Required work »
Your response must be made up of each line in the data below that contains the string "bool".
○ ○ ○ ○
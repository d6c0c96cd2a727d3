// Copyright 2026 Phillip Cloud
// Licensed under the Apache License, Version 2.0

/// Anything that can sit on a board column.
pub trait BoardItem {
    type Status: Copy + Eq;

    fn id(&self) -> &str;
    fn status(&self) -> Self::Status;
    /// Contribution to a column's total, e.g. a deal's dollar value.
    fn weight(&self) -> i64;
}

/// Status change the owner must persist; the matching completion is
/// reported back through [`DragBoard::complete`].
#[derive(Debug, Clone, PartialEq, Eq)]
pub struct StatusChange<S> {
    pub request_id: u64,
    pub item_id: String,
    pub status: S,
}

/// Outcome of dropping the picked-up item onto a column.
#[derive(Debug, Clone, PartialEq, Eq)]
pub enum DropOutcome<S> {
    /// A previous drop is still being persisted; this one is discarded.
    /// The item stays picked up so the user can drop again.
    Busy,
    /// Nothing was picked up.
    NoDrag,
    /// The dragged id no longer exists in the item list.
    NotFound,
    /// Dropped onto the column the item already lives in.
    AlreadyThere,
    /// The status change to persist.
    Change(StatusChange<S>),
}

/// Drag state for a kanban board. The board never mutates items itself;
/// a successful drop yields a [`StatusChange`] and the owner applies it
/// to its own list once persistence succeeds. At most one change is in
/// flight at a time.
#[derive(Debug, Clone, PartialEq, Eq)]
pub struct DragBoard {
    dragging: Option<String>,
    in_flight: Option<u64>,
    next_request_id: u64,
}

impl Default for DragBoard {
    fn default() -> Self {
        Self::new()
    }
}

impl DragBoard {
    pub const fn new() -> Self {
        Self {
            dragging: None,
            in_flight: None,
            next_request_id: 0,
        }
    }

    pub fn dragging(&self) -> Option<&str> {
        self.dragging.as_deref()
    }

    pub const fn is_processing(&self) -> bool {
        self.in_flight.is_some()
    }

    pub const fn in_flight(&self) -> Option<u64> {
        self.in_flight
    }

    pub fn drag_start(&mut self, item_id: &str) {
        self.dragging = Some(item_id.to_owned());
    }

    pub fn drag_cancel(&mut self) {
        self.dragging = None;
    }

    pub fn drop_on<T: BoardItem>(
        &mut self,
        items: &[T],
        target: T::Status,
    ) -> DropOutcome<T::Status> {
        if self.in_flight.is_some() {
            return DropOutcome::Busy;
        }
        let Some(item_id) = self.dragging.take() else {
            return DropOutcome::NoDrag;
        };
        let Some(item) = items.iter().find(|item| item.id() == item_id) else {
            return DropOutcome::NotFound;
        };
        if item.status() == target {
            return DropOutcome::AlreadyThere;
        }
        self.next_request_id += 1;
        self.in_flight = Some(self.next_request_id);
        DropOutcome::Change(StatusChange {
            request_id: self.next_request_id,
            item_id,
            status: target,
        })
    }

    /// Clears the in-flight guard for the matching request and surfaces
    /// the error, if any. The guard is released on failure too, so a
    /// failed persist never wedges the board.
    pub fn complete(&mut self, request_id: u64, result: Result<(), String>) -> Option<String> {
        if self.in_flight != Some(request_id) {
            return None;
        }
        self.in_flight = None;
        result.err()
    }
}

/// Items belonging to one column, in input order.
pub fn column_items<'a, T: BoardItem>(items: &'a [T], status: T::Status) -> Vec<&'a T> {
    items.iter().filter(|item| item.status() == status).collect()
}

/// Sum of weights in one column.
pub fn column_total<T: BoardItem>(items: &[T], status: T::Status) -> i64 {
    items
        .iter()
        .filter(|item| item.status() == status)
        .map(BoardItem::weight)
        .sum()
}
○ ○ ○ ○
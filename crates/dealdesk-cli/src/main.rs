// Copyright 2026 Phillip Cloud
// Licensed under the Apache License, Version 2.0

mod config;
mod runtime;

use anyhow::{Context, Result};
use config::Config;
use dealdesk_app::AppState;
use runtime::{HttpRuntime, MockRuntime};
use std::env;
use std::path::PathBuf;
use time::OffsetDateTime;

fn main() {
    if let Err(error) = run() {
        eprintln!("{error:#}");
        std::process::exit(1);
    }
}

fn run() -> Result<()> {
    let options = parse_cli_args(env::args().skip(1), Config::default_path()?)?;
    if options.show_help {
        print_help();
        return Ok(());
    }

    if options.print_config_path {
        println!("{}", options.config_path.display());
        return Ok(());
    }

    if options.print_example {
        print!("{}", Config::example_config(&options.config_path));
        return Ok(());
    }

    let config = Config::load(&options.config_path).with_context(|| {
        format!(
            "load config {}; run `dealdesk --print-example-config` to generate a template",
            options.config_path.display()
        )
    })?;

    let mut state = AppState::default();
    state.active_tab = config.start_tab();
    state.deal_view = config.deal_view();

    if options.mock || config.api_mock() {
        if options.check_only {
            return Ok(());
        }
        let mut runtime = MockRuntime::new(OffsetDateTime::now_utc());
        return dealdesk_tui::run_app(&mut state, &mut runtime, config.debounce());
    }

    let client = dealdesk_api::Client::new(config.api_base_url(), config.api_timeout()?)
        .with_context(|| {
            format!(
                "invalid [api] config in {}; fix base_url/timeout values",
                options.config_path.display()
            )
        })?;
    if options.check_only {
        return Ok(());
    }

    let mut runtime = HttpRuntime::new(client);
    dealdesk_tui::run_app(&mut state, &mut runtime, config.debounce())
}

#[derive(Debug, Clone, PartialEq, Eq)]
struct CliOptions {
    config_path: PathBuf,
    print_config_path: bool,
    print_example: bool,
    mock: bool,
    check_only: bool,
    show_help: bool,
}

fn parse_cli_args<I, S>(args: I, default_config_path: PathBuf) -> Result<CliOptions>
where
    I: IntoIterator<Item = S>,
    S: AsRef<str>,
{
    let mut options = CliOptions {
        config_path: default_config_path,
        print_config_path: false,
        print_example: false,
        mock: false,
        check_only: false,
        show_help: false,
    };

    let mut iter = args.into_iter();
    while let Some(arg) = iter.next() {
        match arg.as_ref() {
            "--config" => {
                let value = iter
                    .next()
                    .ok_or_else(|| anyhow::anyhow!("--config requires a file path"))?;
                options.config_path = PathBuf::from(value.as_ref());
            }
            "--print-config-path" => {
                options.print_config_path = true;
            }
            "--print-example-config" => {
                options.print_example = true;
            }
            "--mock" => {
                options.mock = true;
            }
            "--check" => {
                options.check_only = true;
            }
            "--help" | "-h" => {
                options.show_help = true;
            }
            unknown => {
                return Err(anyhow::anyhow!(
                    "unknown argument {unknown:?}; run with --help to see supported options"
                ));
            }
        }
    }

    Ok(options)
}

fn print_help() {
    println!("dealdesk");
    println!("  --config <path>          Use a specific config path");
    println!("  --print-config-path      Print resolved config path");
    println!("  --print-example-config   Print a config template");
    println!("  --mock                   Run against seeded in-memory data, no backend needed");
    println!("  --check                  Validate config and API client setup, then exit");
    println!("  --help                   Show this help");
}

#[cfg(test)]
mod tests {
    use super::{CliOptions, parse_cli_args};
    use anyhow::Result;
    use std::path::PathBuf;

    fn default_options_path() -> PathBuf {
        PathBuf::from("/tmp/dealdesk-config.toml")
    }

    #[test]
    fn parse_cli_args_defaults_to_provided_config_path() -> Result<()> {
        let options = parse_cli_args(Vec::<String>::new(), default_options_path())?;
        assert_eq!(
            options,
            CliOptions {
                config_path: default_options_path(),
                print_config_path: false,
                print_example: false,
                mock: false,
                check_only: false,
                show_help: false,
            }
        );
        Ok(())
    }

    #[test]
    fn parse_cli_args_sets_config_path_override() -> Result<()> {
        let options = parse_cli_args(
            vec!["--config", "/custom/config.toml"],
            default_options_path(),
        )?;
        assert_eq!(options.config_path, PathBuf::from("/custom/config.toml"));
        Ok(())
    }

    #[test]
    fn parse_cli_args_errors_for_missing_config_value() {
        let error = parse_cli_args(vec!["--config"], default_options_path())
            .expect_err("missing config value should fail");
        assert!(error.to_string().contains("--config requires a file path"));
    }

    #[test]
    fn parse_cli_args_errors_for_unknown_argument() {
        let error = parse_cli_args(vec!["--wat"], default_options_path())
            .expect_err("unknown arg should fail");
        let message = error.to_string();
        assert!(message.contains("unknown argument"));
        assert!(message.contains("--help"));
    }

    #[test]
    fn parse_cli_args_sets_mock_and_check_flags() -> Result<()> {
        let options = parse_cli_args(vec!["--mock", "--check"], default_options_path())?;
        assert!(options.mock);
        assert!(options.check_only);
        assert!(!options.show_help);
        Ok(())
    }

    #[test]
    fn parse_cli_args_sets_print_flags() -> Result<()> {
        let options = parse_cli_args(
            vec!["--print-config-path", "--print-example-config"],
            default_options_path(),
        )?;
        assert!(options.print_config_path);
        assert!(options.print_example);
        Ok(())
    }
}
○ ○ ○ ○
Task response »
    pub const fn is_processing(&self) -> bool {
    print_config_path: bool,
    print_example: bool,
    mock: bool,
    check_only: bool,
    show_help: bool,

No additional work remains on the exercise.